Der Erfolg sowie die Geschwindigkeit des Trainingsfortschrittes sind maßgeblich vom Wissensumfang des Menschen und seiner bisherigen Trainingserfahrung diesbezüglich abhängig. So empfiehlt es sich bei massiv traumatisierten Pferden und Pferden mit massivem Abwehrverhalten in jedem Fall eine in Sachen Training kompetente Fachperson zu Rate zu ziehen, welche die passenden Trainingsschritte definiert, Änderungen im Setting vornimmt und das Training bis zum tatsächlichen Besuch der behandelnden Person betreuen kann. Das Training kann hierbei als Präsenztraining im eigenen Stall, sowie als Onlinetraining stattfinden. Für Menschen, welche mindestens über ein grundlegendes Wissen hinsichtlich des Markertrainings sowie der Lerntheorie verfügen sowie Pferde trainieren möchten, welche aktuell zwar nicht glücklich über Behandlungen jeglicher Art sind, jedoch kein massives Abwehrverhalten zeigen, kann ein Austausch inkl. eines Videos des Istzustandes in oben benannter Facebookgruppe sowie ein Training mit Hilfe des sehr empfehlenswerten Buches „Medical Training für Pferde“ von Nina Steigerwald sehr hilfreich sein. Pferdemenschen, die aktuell noch keine Erfahrungen mit Markertraining gemacht haben ist in jedem Fall das Hinzuziehen einer kompetenten Fachperson zu empfehlen. Alle Fachleute des Nina Steigerwald Medical Trainings findest du über die interaktive Karte in der o.g. Facebookgruppe.
WO VERLAUFEN DIE GRENZEN DES MEDICAL TRAININGS?

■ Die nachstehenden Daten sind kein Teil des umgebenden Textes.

use crate::config::RunConfig;
use crate::error::{AppError, Result};
use crate::model::VideoReference;
use lazy_static::lazy_static;
use regex::Regex;
use std::path::{Path, PathBuf};

lazy_static! {
    static ref INVALID_FILENAME_CHARS: Regex = Regex::new(r#"[<>:"/\\|?*\x00-\x1f]"#).unwrap();
}

pub const DEFAULT_EXTENSION: &str = "mp4";

/// Replaces characters that are invalid in filenames on common platforms.
///
/// Trailing dots and spaces are trimmed as well; an empty result yields
/// `None` so callers can fall back to the video id.
pub fn sanitize_title(title: &str) -> Option<String> {
    let replaced = INVALID_FILENAME_CHARS.replace_all(title.trim(), "_");
    let trimmed = replaced.trim_end_matches(['.', ' ']);
    if trimmed.is_empty() {
        None
    } else {
        Some(trimmed.to_string())
    }
}

/// Inserts `suffix` verbatim between the file stem and its extension.
pub fn insert_suffix(path: &Path, suffix: &str) -> PathBuf {
    let stem = path
        .file_stem()
        .map(|s| s.to_string_lossy().into_owned())
        .unwrap_or_default();
    let name = match path.extension() {
        Some(ext) => format!("{}{}.{}", stem, suffix, ext.to_string_lossy()),
        None => format!("{}{}", stem, suffix),
    };
    path.with_file_name(name)
}

/// The `--output` path with the suffix applied, if one was given.
pub fn explicit_destination(config: &RunConfig) -> Option<PathBuf> {
    config.output.as_ref().map(|output| apply_suffix(output, config))
}

/// Where a candidate's finished file goes.
///
/// `--output` wins; otherwise `<output_dir>/<sanitized title>.mp4`.
pub fn destination(config: &RunConfig, reference: &VideoReference) -> PathBuf {
    if let Some(explicit) = explicit_destination(config) {
        return explicit;
    }

    let stem = sanitize_title(&reference.title)
        .or_else(|| sanitize_title(&reference.id))
        .unwrap_or_else(|| "video".to_string());
    let path = config
        .output_dir
        .join(format!("{}.{}", stem, DEFAULT_EXTENSION));
    apply_suffix(&path, config)
}

/// Fails with `OutputExists` when the destination is taken and `--force` is off.
pub fn ensure_available(path: &Path, force: bool) -> Result<()> {
    if path.exists() && !force {
        return Err(AppError::OutputExists(path.to_path_buf()));
    }
    Ok(())
}

fn apply_suffix(path: &Path, config: &RunConfig) -> PathBuf {
    match &config.suffix {
        Some(suffix) => insert_suffix(path, suffix),
        None => path.to_path_buf(),
    }
}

Medical Training eröffnet die Möglichkeit, Pferde stressfrei und entspannt behandeln zu können, was mit einem erheblich kleineren Verletzungsrisiko für Mensch und Tier einhergeht. Behandlungen wie Impfungen, Blutentnahmen, Ultraschall- oder Röntgenbehandlungen, Hufbearbeitungen, Verbände anlegen, Augentropfen und Wurmkuren verabreichen und zahlreiche weitere Prozeduren sind durch das Medical Training kein Problem mehr. Behandlungen, welche mit großen Schmerzen einhergehen, werden nach wie vor durch betäubende Medikamente fürs Tier erträglich gemacht. So ist es NICHT Ziel des Medical Trainings unzumutbare Behandlungen fürs Tier trainieren zu wollen, vielmehr setzt das Medical Training den Fokus auf Behandlungen, welche nicht mit größeren Schmerzen fürs Tier einhergehen, auf Sequenzen VOR und NACH Behandlungen, welche unter sedierenden Medikamenten stattfinden sowie auf das Gewöhnen an Gerüche, Geräte und Geräusche im Zusammenhang mit notwendigen Behandlungen. Kerngedanken wie sich überall anfassen zu lassen, stets still zu stehen und zu kooperieren stellen im Medical Training die zentralen Punkte dar.
FAZIT :
Medical Training ist eine großartige Methode, um eine anstehende Behandlung des Pferdes für alle Beteiligten stressfrei und entspannt ablaufen lassen zu können. Zahlreiche Vorteile lassen das ursprünglich aus dem Zoo- und Wildtierbereich stammende Training zunehmend in die Pferdeställe Einzug halten. Nicht nur Pferdemenschen, auch z.B. tierärztliche, osteopathische und hufpflegende Fachmenschen profitieren von einem medical trainierten Pferd, da nicht zuletzt das eigene Verletzungsrisiko nennenswert minimiert wird. Neben dem sinkenden Zeitfaktor für Behandlungen, welche bis jetzt nur unter massiver körperlicher Anstrengung für Mensch und Tier ablaufen konnten, gewinnt auch die Diagnostik einen riesigen Handlungsspielraum durch ein entspannt behandelbares Pferd.